Me pidió pegamento, tijeras, lápiz y goma y le dejé sólo ante el papel en blanco. Al poco me pidió ayuda para ver cómo se escribía una u otra palabra y, finalmente, tenía un pequeño librito con portada, ilustraciones y reseña trasera entre las manos.
Se titula: El tropecista y su caballo. Y las ilustraciones las había sacado de una actividad de su colegio. Me pareció increíble que lo hubiera ideado y creado el sólito. Se hace mayor muy deprisa. Me sentí extremadamente orgullosa.
Tanto le alabamos el trabajo que se arrancó a hacer otro cuento sobre un semáforo dormilón que hizo él sólo sin preguntar dudas ni nada. Y que también nos pareció un tesoro.

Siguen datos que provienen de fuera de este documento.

//! Meta-personas: personas synthesized by merging others

use chrono::Local;
use eyre::{Context, Result};
use indexmap::IndexMap;
use std::collections::HashMap;
use std::path::PathBuf;

use super::store::{PersonaStore, new_version_name, slugify};
use super::{Origin, Persona, Traits};
use crate::merge::{MergeStrategy, merge_traits};

/// Descriptive fields for a new meta-persona
#[derive(Debug, Clone, Default)]
pub struct MetaPersonaSpec {
    pub name: String,
    /// Defaults to the slugified name; always stored with a `meta-` prefix
    pub slug: Option<String>,
    pub description: Option<String>,
    pub style: Option<String>,
    pub tone: Option<String>,
    pub tags: Vec<String>,
}

/// Build a meta-persona from merged sources, recording where it came from
pub fn build_meta_persona(
    spec: &MetaPersonaSpec,
    sources: &[Persona],
    strategy: MergeStrategy,
    weights: Option<&HashMap<String, f64>>,
) -> Result<Persona> {
    if sources.is_empty() {
        eyre::bail!("A meta-persona needs at least one source persona");
    }

    let base = spec.slug.clone().unwrap_or_else(|| slugify(&spec.name));
    if base.is_empty() {
        eyre::bail!("Cannot derive a slug from name '{}'", spec.name);
    }
    let slug = meta_slug(&base);

    let traits = merge_traits(sources, strategy, weights)?;

    // Weights are recorded per source, in source order, only when they were used
    let recorded_weights = match (strategy, weights) {
        (MergeStrategy::Weighted, Some(w)) => Some(
            sources
                .iter()
                .map(|p| (p.slug.clone(), w.get(&p.slug).copied().unwrap_or(1.0)))
                .collect::<IndexMap<_, _>>(),
        ),
        _ => None,
    };

    let mut persona = Persona::new(&slug, &spec.name, Traits::Scores(traits));
    persona.description = spec.description.clone();
    persona.style = spec.style.clone();
    persona.tone = spec.tone.clone();
    persona.tags = spec.tags.clone();
    persona.origin = Some(Origin {
        sources: sources.iter().map(|p| p.slug.clone()).collect(),
        method: strategy.to_string(),
        weights: recorded_weights,
        date: Local::now().format("%Y-%m-%d").to_string(),
    });

    Ok(persona)
}

/// Persist a meta-persona as a new version under its `meta-` slug
pub fn save_meta_persona(store: &PersonaStore, persona: &Persona) -> Result<PathBuf> {
    let dir_slug = meta_slug(&persona.slug);

    let mut document = persona.clone();
    document.slug = String::new();
    let content = serde_yaml::to_string(&document).context("Failed to serialize meta-persona")?;

    store.save_version(&dir_slug, &new_version_name(), &content)
}

fn meta_slug(slug: &str) -> String {
    if slug.starts_with("meta-") {
        slug.to_string()
    } else {
        format!("meta-{}", slug)
    }
}
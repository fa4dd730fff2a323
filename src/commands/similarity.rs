use colored::*;
use eyre::Result;
use std::cmp::Ordering;

use crate::cli::OutputFormat;
use crate::commands::persona::require_persona;
use crate::config::Config;
use crate::persona::store::PersonaStore;
use crate::similarity::{SimilarityEdge, compute_similarities, rank_neighbors};

pub fn run_all(min: Option<f64>, format: OutputFormat, config: &Config) -> Result<()> {
    let store = PersonaStore::new(config.personas_dir());
    let personas = store.load_all()?;
    let mut edges = compute_similarities(&personas)?;

    if let Some(min) = min {
        edges.retain(|e| e.similarity >= min);
    }

    match format {
        OutputFormat::Json => println!("{}", serde_json::to_string_pretty(&edges)?),
        OutputFormat::Yaml => println!("{}", serde_yaml::to_string(&edges)?),
        OutputFormat::Text => {
            println!("{}", "Persona Similarity:".bold());
            println!();

            if edges.is_empty() {
                println!("  {} Need at least two personas in {}", "(none)".dimmed(), store.root().display());
                return Ok(());
            }

            let mut sorted: Vec<&SimilarityEdge> = edges.iter().collect();
            sorted.sort_by(|a, b| b.similarity.partial_cmp(&a.similarity).unwrap_or(Ordering::Equal));
            for edge in sorted {
                println!(
                    "  {} {} {} {}",
                    bar(edge.similarity),
                    format!("{:.4}", edge.similarity).bold(),
                    edge.source.cyan(),
                    format!("↔ {}", edge.target).cyan()
                );
            }
        }
    }

    Ok(())
}

pub fn run_neighbors(slug: &str, top: usize, format: OutputFormat, config: &Config) -> Result<()> {
    let store = PersonaStore::new(config.personas_dir());
    require_persona(&store, slug)?;

    let personas = store.load_all()?;
    let edges = compute_similarities(&personas)?;
    let mut neighbors = rank_neighbors(slug, &edges);
    neighbors.truncate(top);

    match format {
        OutputFormat::Json => println!("{}", serde_json::to_string_pretty(&neighbors)?),
        OutputFormat::Yaml => println!("{}", serde_yaml::to_string(&neighbors)?),
        OutputFormat::Text => {
            println!("{} {}", "Most similar to".bold(), slug.green().bold());
            println!();
            if neighbors.is_empty() {
                println!("  {}", "(no other personas)".dimmed());
            }
            for (i, n) in neighbors.iter().enumerate() {
                println!("  {:>2}. {} {:.4} {}", i + 1, bar(n.similarity), n.similarity, n.slug.cyan());
            }
        }
    }

    Ok(())
}

/// Ten-cell bar for a similarity in [0, 1]
fn bar(similarity: f64) -> String {
    let filled = (similarity.clamp(0.0, 1.0) * 10.0).round() as usize;
    format!("{}{}", "█".repeat(filled), "░".repeat(10 - filled))
}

Al verlo, Iván también quiso hacer uno. ¡Y vaya si lo hizo! Para sus cuatro años aluciné con la historia que me pidió que escribiera al lado de sus dibujos. También añadió una ventanita en la que ponía: Ábrela si quieres saber de qué va disfrazado el amigo. Y al abrirla... ¡De troglodita!
¡Que artistas son mis niños! Daniel incluso le dio un día por escribir jeroglíficos egipcios. A su manera, claro. Pero me llamó la atención que siempre que se ponía con los jeroglíficos dibujara los mimos símbolos y con el mismo color que destinaba a cada uno. ¡Que memoria!
En cambio, el más peque de la familia se cansó de hacer cuentos enseguida y volvió a diseñar juegos chulos con los que me deja alucinada. Me hace laberintos, pruebas de buscar elementos en un dibujo, de elegir la columna más fina, adivinar bajo que ventanita está la cara contenta... Desde luego tienen una mente muy activa.
Poco después de esta jornada tan creativa, me enteré de que Boolino había puesto en marcha el concurso infantil y juvenil Atrapa-Palabras y se lo comenté al mayor. Muy ilusionado eligió el cuento del tropecista y las dos poesías para participar. Al más peque no le dije nada porque no llegaba a la edad mínima de seis años. Me parece una iniciativa muy divertida para pequeños escritores.